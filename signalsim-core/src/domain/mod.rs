//! Domain types for the simulation engine.

pub mod candle;
pub mod signal;

pub use candle::Candle;
pub use signal::{Side, Signal, SignalStream};

/// Asset symbol alias
pub type Asset = String;
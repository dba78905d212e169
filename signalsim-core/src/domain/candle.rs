//! Candle — the fundamental market data unit.

use serde::{Deserialize, Serialize};

/// OHLCV candle for a single asset in a single time bucket.
///
/// `timestamp` is the bucket's epoch second. `volume` is quote-denominated
/// traded volume over the bucket, used for the 24h liquidity boundary.
#[derive(Debug, Clone, PartialEq, Serialize, Deserialize)]
pub struct Candle {
    pub asset: String,
    pub timestamp: i64,
    pub open: f64,
    pub high: f64,
    pub low: f64,
    pub close: f64,
    pub volume: f64,
}

impl Candle {
    /// High-to-low ratio, used by the bad-data anomaly guard.
    ///
    /// Returns infinity for a zero or negative low so the guard always
    /// trips on degenerate candles.
    pub fn high_low_ratio(&self) -> f64 {
        if self.low <= 0.0 {
            return f64::INFINITY;
        }
        self.high / self.low
    }
}
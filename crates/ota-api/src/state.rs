//! Application state for the OTA API

use std::sync::Arc;

use ota_core::FirmwareStore;

/// Route prefix under which blobs are served
pub const DOWNLOAD_PATH: &str = "/ota";

/// Default upload body limit (16 MiB)
pub const DEFAULT_MAX_UPLOAD_BYTES: usize = 16 * 1024 * 1024;

/// Application state shared across all handlers
#[derive(Clone)]
pub struct AppState {
    store: Arc<dyn FirmwareStore>,
    /// Base address recorded in download URLs, e.g. "http://ota.example.net"
    public_url: Option<Arc<str>>,
    /// Host used when neither `public_url` nor a Host header is available
    fallback_host: Arc<str>,
    max_upload_bytes: usize,
}

impl AppState {
    /// Create a new AppState over the given store
    pub fn new(store: Arc<dyn FirmwareStore>) -> Self {
        Self {
            store,
            public_url: None,
            fallback_host: Arc::from("localhost:5000"),
            max_upload_bytes: DEFAULT_MAX_UPLOAD_BYTES,
        }
    }

    /// Record download URLs under a fixed base instead of the request host
    pub fn with_public_url(mut self, public_url: impl AsRef<str>) -> Self {
        let trimmed = public_url.as_ref().trim_end_matches('/');
        self.public_url = Some(Arc::from(trimmed));
        self
    }

    pub fn with_fallback_host(mut self, host: impl AsRef<str>) -> Self {
        self.fallback_host = Arc::from(host.as_ref());
        self
    }

    pub fn with_max_upload_bytes(mut self, limit: usize) -> Self {
        self.max_upload_bytes = limit;
        self
    }

    /// Get the firmware store
    pub fn store(&self) -> &dyn FirmwareStore {
        self.store.as_ref()
    }

    pub fn max_upload_bytes(&self) -> usize {
        self.max_upload_bytes
    }

    /// Download URL for `filename`.
    ///
    /// Uses the configured public URL if set, otherwise `http://<host>` from
    /// the inbound request.
    pub fn download_url(&self, request_host: Option<&str>, filename: &str) -> String {
        let base = match (&self.public_url, request_host) {
            (Some(base), _) => base.to_string(),
            (None, Some(host)) => format!("http://{}", host),
            (None, None) => format!("http://{}", self.fallback_host),
        };
        format!("{}{}/{}", base, DOWNLOAD_PATH, filename)
    }
}

#[cfg(test)]
mod tests {
    use super::*;
    use ota_core::{FsStore, StoreConfig};

    fn state() -> AppState {
        AppState::new(Arc::new(FsStore::new(StoreConfig::default())))
    }

    #[test]
    fn test_download_url_from_host() {
        assert_eq!(
            state().download_url(Some("192.168.1.20:5000"), "fw.bin"),
            "http://192.168.1.20:5000/ota/fw.bin"
        );
    }

    #[test]
    fn test_download_url_prefers_public_url() {
        let state = state().with_public_url("https://ota.example.net/");
        assert_eq!(
            state.download_url(Some("10.0.0.1:5000"), "fw.bin"),
            "https://ota.example.net/ota/fw.bin"
        );
    }

    #[test]
    fn test_download_url_fallback_host() {
        let state = state().with_fallback_host("localhost:8080");
        assert_eq!(
            state.download_url(None, "fw.bin"),
            "http://localhost:8080/ota/fw.bin"
        );
    }
}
+ + + +
▶ TASK OBJECTIVE:
Copy only this part of the entries above: the line with "if self.low <= 0.0", the line with "across all handlers", and the lines between, all exactly as written.

▶ ANSWER TO THE EXERCISE:
        if self.low <= 0.0 {
            return f64::INFINITY;
        }
        self.high / self.low
    }
}
filename crates/ota-api/src/state.rs
//! Application state for the OTA API

use std::sync::Arc;

use ota_core::FirmwareStore;

/// Route prefix under which blobs are served
pub const DOWNLOAD_PATH: &str = "/ota";

/// Default upload body limit (16 MiB)
pub const DEFAULT_MAX_UPLOAD_BYTES: usize = 16 * 1024 * 1024;

/// Application state shared across all handlers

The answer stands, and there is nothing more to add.